At an April meeting of the U.N. Security Council on Yemen, Thomas-Greenfield raised Marhabi’s case, stating that the U.S. calls “for the Houthis to immediately release Levi, and stop their human rights abuses. And we ask that the international community also join us in that call.” She explained that Marhabi “has been wrongfully detained by the Houthis just for his religious beliefs. For years he has sat behind bars without cause,” and noted that his mother remained in Yemen while he was imprisoned — until March, when she was among the group deported from the country. 

It is unclear whether other officials in the Biden administration, such as Lenderking, have raised the issue of Marhabi’s imprisonment in meetings with representatives of relevant nations. 

“We continue to advocate for the release of Yemeni Jew Levi Marhabi. We have raised his case repeatedly at the U.N. Security Council and the former secretary of state released a statement calling for his immediate release,” a State Department spokesperson told JI, referring to a November 2020 statement made by former Secretary of State Mike Pompeo “calling for [Marhabi’s] immediate and unconditional release.”  

When asked whether Blinken would comment on Marhabi’s imprisonment, the spokesperson said, “We don’t preview statements,” but noted that “throughout his tenure, Secretary Blinken has been very outspoken about his and the Biden administration’s commitment to human rights and the plight of unjustly detained individuals.”

Guberman, of the American Sephardi Federation, argued that Marhabi’s situation warrants more attention not just from the U.S. government, but also from U.S. and global Jewish organizations. “It’s really surprising that the Jewish community has not taken this on in the same way that we have [in] past cases of abuse and imprisonment,” said Guberman. 

Yemen’s Jewish population dates back to well before the founding of Islam. Jews have been allowed to practice their religion in the country, under the condition that “they were second-class citizens who had to obey very strictly a set of laws whose purpose was to humiliate them,” said Paul Fenton, a professor at the Sorbonne who specializes in the history of Jews in Arab lands. 

In 1949 and 1950, the vast majority of Yemenite Jews fled the country for the newly established State of Israel. In Operation Magic Carpet, organized by the American Jewish Joint Distribution Committee, some 48,000 Yemenite Jews were airlifted to Israel by American and British planes. Just a few thousand Jews were left in Yemen after the operation, and most of them left in smaller operations that took place over the next decade. By the time the Houthis took over, fewer than 200 Jews remained in the country. 

Yemeni Muslim and Jewish (R and 2nd L) guests attend the wedding party of 19-year-old Yemeni Jew, Yussef Saeed Hamdi (not in picture), in the village of Raydah in Yemen’s Amran province, 70 kms north of Sanaa, on June 15, 2008. (Credit: Khaled Fazaa/AFP via Getty Images)
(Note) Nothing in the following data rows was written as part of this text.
//! Construction project record.

use chrono::NaiveDateTime;
use serde::{Deserialize, Serialize};

use crate::envelope::Link;
use crate::images::Imagery;
use crate::traits::Resource;

/// A construction project. Carries no imagery.
#[derive(Debug, Clone, Serialize, Deserialize)]
#[serde(rename_all = "camelCase")]
pub struct Construction {
    /// Hypermedia links for this record.
    pub links: Vec<Link>,
    /// Project ID.
    pub id: String,
    pub latitude: f64,
    pub longitude: f64,
    /// Human-readable location.
    pub location: String,
    #[serde(default)]
    pub description: String,
    /// Work category (e.g. "Road Construction").
    pub category: String,
    /// Affected travel direction.
    pub direction: String,
    /// ODOT district, when assigned.
    #[serde(default)]
    pub district: Option<String>,
    /// Affected route.
    pub route_name: String,
    /// Project status.
    pub status: String,
    /// Scheduled start, local time without offset.
    pub start_date: NaiveDateTime,
    /// Scheduled end, local time without offset.
    pub end_date: NaiveDateTime,
}

impl Resource for Construction {
    const ENDPOINT: &'static str = "construction";
    const KIND: &'static str = "construction";
}

impl Imagery for Construction {
    fn kind(&self) -> &'static str {
        Self::KIND
    }
}
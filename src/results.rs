//! Result wrappers for list and single-item API calls.
//!
//! Both wrappers are thin read-only views over decoded records that also
//! carry the request metadata (ETag, cache status) needed for conditional
//! follow-up requests. [`ListResult`] behaves like a slice of its items;
//! [`ItemResult`] dereferences to its single item.

use std::ops::Deref;

use crate::envelope::Envelope;
use crate::error::{OhgoError, Result};
use crate::traits::Resource;

/// An ordered collection of resources returned by a list endpoint.
///
/// Constructed once per top-level API call, after all pages are merged
/// when fetch-all was requested; immutable afterwards. An empty list is
/// a valid result, never an error.
#[derive(Debug, Clone)]
pub struct ListResult<T> {
    items: Vec<T>,
    etag: Option<String>,
    cached: bool,
}

impl<T: Resource> ListResult<T> {
    /// Parse every raw record in the envelope into `T`.
    pub(crate) fn from_envelope(envelope: Envelope) -> Result<Self> {
        let items = envelope
            .results
            .iter()
            .map(T::parse)
            .collect::<Result<Vec<_>>>()?;
        Ok(Self {
            items,
            etag: envelope.etag,
            cached: envelope.cached,
        })
    }
}

impl<T> ListResult<T> {
    /// Wrap an already-materialized item sequence.
    pub fn new(items: Vec<T>, etag: Option<String>, cached: bool) -> Self {
        Self {
            items,
            etag,
            cached,
        }
    }

    /// ETag of the response, usable for a conditional re-fetch.
    pub fn etag(&self) -> Option<&str> {
        self.etag.as_deref()
    }

    /// True when the server answered 304 and no new data was returned.
    pub fn cached(&self) -> bool {
        self.cached
    }

    /// Number of items.
    pub fn len(&self) -> usize {
        self.items.len()
    }

    /// True when there are no items.
    pub fn is_empty(&self) -> bool {
        self.items.is_empty()
    }

    /// Iterate over the items.
    pub fn iter(&self) -> std::slice::Iter<'_, T> {
        self.items.iter()
    }

    /// Consume the wrapper, returning the items.
    pub fn into_inner(self) -> Vec<T> {
        self.items
    }
}

impl<T> Deref for ListResult<T> {
    type Target = [T];

    fn deref(&self) -> &Self::Target {
        &self.items
    }
}

impl<T> IntoIterator for ListResult<T> {
    type Item = T;
    type IntoIter = std::vec::IntoIter<T>;

    fn into_iter(self) -> Self::IntoIter {
        self.items.into_iter()
    }
}

impl<'a, T> IntoIterator for &'a ListResult<T> {
    type Item = &'a T;
    type IntoIter = std::slice::Iter<'a, T>;

    fn into_iter(self) -> Self::IntoIter {
        self.items.iter()
    }
}

/// A single resource returned by an item endpoint.
///
/// Always holds exactly one item: a lookup that matched nothing fails
/// with [`OhgoError::NotFound`] at construction, so "does not exist" is
/// never conflated with "exists but empty".
#[derive(Debug, Clone)]
pub struct ItemResult<T> {
    item: T,
    etag: Option<String>,
    cached: bool,
}

impl<T: Resource> ItemResult<T> {
    /// Parse the first record of the envelope, failing with `NotFound`
    /// when the envelope holds no records.
    pub(crate) fn from_envelope(envelope: Envelope, id: &str) -> Result<Self> {
        let raw = envelope.results.first().ok_or_else(|| OhgoError::NotFound {
            kind: T::KIND,
            id: id.to_string(),
        })?;
        Ok(Self {
            item: T::parse(raw)?,
            etag: envelope.etag,
            cached: envelope.cached,
        })
    }
}

impl<T> ItemResult<T> {
    /// ETag of the response, usable for a conditional re-fetch.
    pub fn etag(&self) -> Option<&str> {
        self.etag.as_deref()
    }

    /// True when the server answered 304 and no new data was returned.
    pub fn cached(&self) -> bool {
        self.cached
    }

    /// Consume the wrapper, returning the item.
    pub fn into_inner(self) -> T {
        self.item
    }
}

impl<T> Deref for ItemResult<T> {
    type Target = T;

    fn deref(&self) -> &Self::Target {
        &self.item
    }
}

impl<T> AsRef<T> for ItemResult<T> {
    fn as_ref(&self) -> &T {
        &self.item
    }
}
For the most part, the Jews that remained in Yemen after the waves of immigration to Israel ceased were  not interested in moving to Israel. “The group that’s left were heavily influenced by Satmar Hasidim,” said Guberman, referring to an ultra-Orthodox sect that is opposed to the state of Israel. Because of this connection, Yemen’s remaining Jews “were made to be distrustful of Israel, unlike Yemenis, traditionally, who have this great connection with the people in Israel.” 

In recent years Israel has come under heavy criticism for the disappearance of more than 1,000 Yemenite Jewish children who immigrated there in the years after the country’s founding.

Now that the number of Jews in the country has dwindled to single digits, there are fewer people to advocate on Marhabi’s behalf inside the country. And for the Jews who were forced to leave earlier this year, speaking out is not necessarily the best option. 

“They’re very concerned. They’re scared to speak out. They don’t want to cause any problems for Levi, or the situation,” Guberman noted. “These are the forgotten refugees being forgotten in real time.”